Mataram (Global FM Lombok)- Dinas Kehutanan dan Lingkungan Hidup Provinsi NTB diusik oleh pernyataan salah satu anggota DPRD NTB, Made Slamet yang menganggap ada praktik pencucian uang dalam program unggulan zero waste.
Dalam sebuah pemberitaan, tudingan tersebut menurut Made Slamet didasari dana besar yang dianggarkan tiap tahun untuk zero waste ini namun hingga kini dinilai belum ada hasilnya. Selain itu, anggota fraksi PDIP ini juga menyinggung soal gagalnya program tanpa plastik di kantor-kantor pemerintahan.
“Itu pernyataan menyesatkan. Kalau pencucian uang itu biasanya sumbernya ilegal seperti uang prostitusi, uang judi, uang narkoba. Sehingga pencucian dianggap melanggar hukum. Kalau program zero waste sumber anggarannya APBD. Sumbernya jelas,” kata Kepala Dinas KLH Provinsi NTB, Madani Mukarom, saat memberikan keterangan resmi kepada wartawan akhir pekan kemarin di kantornya.

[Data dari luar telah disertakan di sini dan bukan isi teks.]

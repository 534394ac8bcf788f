use crate::frame::Frame;
use crate::job::Job;

type Deferred<C> = Box<dyn FnOnce(&mut C)>;

/// Default fixed frame delta (60 Hz).
pub const DEFAULT_FRAME_DT_S: f64 = 1.0 / 60.0;

#[derive(Debug, Copy, Clone, PartialEq)]
pub struct TickSummary {
    pub frame: Frame,
    pub ran_jobs: usize,
    pub ran_deferred: usize,
}

/// Caller-driven frame loop over a context `C`.
///
/// The owner calls [`Scheduler::tick`] once per animation frame. Each tick runs
/// every registered job, then the one-shots that were deferred before the tick
/// started. One-shots deferred while a tick is running wait for the next tick.
/// After [`Scheduler::stop`] ticks do nothing.
pub struct Scheduler<C> {
    next_frame: Frame,
    next_order: u64,
    jobs: Vec<(u64, Job<C>)>,
    deferred: Vec<Deferred<C>>,
    stopped: bool,
}

impl<C> Default for Scheduler<C> {
    fn default() -> Self {
        Self::new()
    }
}

impl<C> Scheduler<C> {
    pub fn new() -> Self {
        Self::with_frame_dt(DEFAULT_FRAME_DT_S)
    }

    pub fn with_frame_dt(dt_s: f64) -> Self {
        Self {
            next_frame: Frame::new(0, dt_s),
            next_order: 0,
            jobs: Vec::new(),
            deferred: Vec::new(),
            stopped: false,
        }
    }

    pub fn add_job(&mut self, job: Job<C>) {
        let order = self.next_order;
        self.next_order = self.next_order.wrapping_add(1);
        self.jobs.push((order, job));
        // Total ordering: (priority, id, insertion_order). This stays deterministic even if
        // callers register duplicate job ids.
        self.jobs.sort_by(|(oa, a), (ob, b)| {
            a.priority
                .cmp(&b.priority)
                .then_with(|| a.id.cmp(b.id))
                .then_with(|| oa.cmp(ob))
        });
    }

    /// Removes every job registered under `id`. Returns how many were removed.
    pub fn remove_job(&mut self, id: &str) -> usize {
        let before = self.jobs.len();
        self.jobs.retain(|(_, job)| job.id != id);
        before - self.jobs.len()
    }

    pub fn job_count(&self) -> usize {
        self.jobs.len()
    }

    /// Queues a one-shot to run at the end of the next tick.
    pub fn defer(&mut self, task: impl FnOnce(&mut C) + 'static) {
        self.deferred.push(Box::new(task));
    }

    pub fn pending_deferred(&self) -> usize {
        self.deferred.len()
    }

    /// Stops the loop: later ticks are no-ops and queued one-shots are dropped.
    pub fn stop(&mut self) {
        self.stopped = true;
        self.deferred.clear();
    }

    pub fn is_stopped(&self) -> bool {
        self.stopped
    }

    /// The frame the next tick will run.
    pub fn next_frame(&self) -> Frame {
        self.next_frame
    }

    /// Runs one frame. Returns `None` once the scheduler has been stopped.
    pub fn tick(&mut self, ctx: &mut C) -> Option<TickSummary> {
        if self.stopped {
            return None;
        }

        let frame = self.next_frame;
        self.next_frame = frame.next();
        let due = std::mem::take(&mut self.deferred);

        for (_order, job) in &mut self.jobs {
            (job.run)(frame, ctx);
        }

        let ran_deferred = due.len();
        for task in due {
            task(ctx);
        }

        Some(TickSummary {
            frame,
            ran_jobs: self.jobs.len(),
            ran_deferred,
        })
    }
}

#[cfg(test)]
mod tests {
    use super::Scheduler;
    use crate::frame::Frame;
    use crate::job::Job;

    fn push(tag: &'static str) -> impl FnMut(Frame, &mut Vec<String>) {
        move |frame, log| log.push(format!("{tag}@{}", frame.index))
    }

    #[test]
    fn runs_jobs_in_stable_id_order() {
        let mut sched = Scheduler::new();
        sched.add_job(Job::new("b", push("b")));
        sched.add_job(Job::new("a", push("a")));

        let mut log = Vec::new();
        sched.tick(&mut log);
        assert_eq!(log, vec!["a@0", "b@0"]);
    }

    #[test]
    fn runs_duplicate_ids_in_insertion_order() {
        let mut sched = Scheduler::new();
        sched.add_job(Job::new("a", push("first")));
        sched.add_job(Job::new("a", push("second")));

        let mut log = Vec::new();
        sched.tick(&mut log);
        assert_eq!(log, vec!["first@0", "second@0"]);
    }

    #[test]
    fn runs_higher_priority_first() {
        let mut sched = Scheduler::new();
        sched.add_job(Job::with_priority("a", 10, push("a")));
        sched.add_job(Job::with_priority("b", -1, push("b")));

        let mut log = Vec::new();
        sched.tick(&mut log);
        assert_eq!(log, vec!["b@0", "a@0"]);
    }

    #[test]
    fn frames_advance_per_tick() {
        let mut sched = Scheduler::new();
        sched.add_job(Job::new("a", push("a")));

        let mut log = Vec::new();
        let first = sched.tick(&mut log).expect("running");
        let second = sched.tick(&mut log).expect("running");
        assert_eq!(first.frame.index, 0);
        assert_eq!(second.frame.index, 1);
        assert_eq!(log, vec!["a@0", "a@1"]);
    }

    #[test]
    fn deferred_runs_after_jobs_of_the_next_tick() {
        let mut sched: Scheduler<Vec<String>> = Scheduler::new();
        sched.add_job(Job::new("job", push("job")));
        sched.defer(|log| log.push("deferred".to_string()));
        assert_eq!(sched.pending_deferred(), 1);

        let mut log = Vec::new();
        let summary = sched.tick(&mut log).expect("running");
        assert_eq!(summary.ran_deferred, 1);
        sched.tick(&mut log);
        assert_eq!(log, vec!["job@0", "deferred", "job@1"]);
    }

    #[test]
    fn stop_makes_ticks_no_ops() {
        let mut sched = Scheduler::new();
        sched.add_job(Job::new("a", push("a")));
        sched.defer(|log: &mut Vec<String>| log.push("never".to_string()));
        sched.stop();

        let mut log = Vec::new();
        assert!(sched.tick(&mut log).is_none());
        assert!(log.is_empty());
        assert!(sched.is_stopped());
    }

    #[test]
    fn remove_job_drops_all_matching_ids() {
        let mut sched: Scheduler<Vec<String>> = Scheduler::new();
        sched.add_job(Job::new("a", push("a1")));
        sched.add_job(Job::new("a", push("a2")));
        sched.add_job(Job::new("b", push("b")));
        assert_eq!(sched.remove_job("a"), 2);
        assert_eq!(sched.job_count(), 1);
    }
}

Program NTB zero waste sampai saat ini banyak pihak yang telah berkontribusi dalam mendukung pelaksanaannya. Tetapi diakui tidak sedikit pula kelompok pemangku kepentingan hingga kelompok masyarakat bersuara tentang progress program zero waste yang terkesan tidak memberikan pengaruh nyata dalam pengelolaan sampah di NTB.
“Adapun tudingan-tudingan negatif terhadap program zero waste kami akan terus memberikan pemahaman – pemahaman sehingga tidak terjadi kesalahan dalam memahami program zero waste,” ujarnya.
Tudingan tersebut dianggap kurang tepat. Jika kita melihat sejak tiga tahun yang lalu digaungkannya program zero waste, banyak masyarakat yang mulai peduli, dimana buktinya aduan tentang timbulan sampah ilegal dari berbagai lapisan masyarakat muncul di laman media sosial Dinas LHK, aplikasi NTB Care, Aplikasi Lestari, hingga Media Sosial Pimpinan Daerah.
Tidak hanya itu, tren penganggaran program zero waste sempat mengalami penurunan akibat pandemi Covid-19 dua tahun terakhir namun program Zero Waste tetap berjalan.
Selama tiga tahun, dukungan APBD yang dianggarkan untuk pelaksanaan program zero waste di NTB dari 2019 sampai 2021 yaitu sebesar Rp 47, 2 miliar. Angka ini menurut kepala dinas relatif rendah jika dibandingkan dengan biaya yang dibutuhkan untuk investasi pembangunan dan operasional system pengelolaan sampah mulai dari pengumpulan, TPS, TPS 3R, TPST, Pengangkutan, dan TPA yang besarnya diperkirakan lebih kurang Rp 100.000 per ton.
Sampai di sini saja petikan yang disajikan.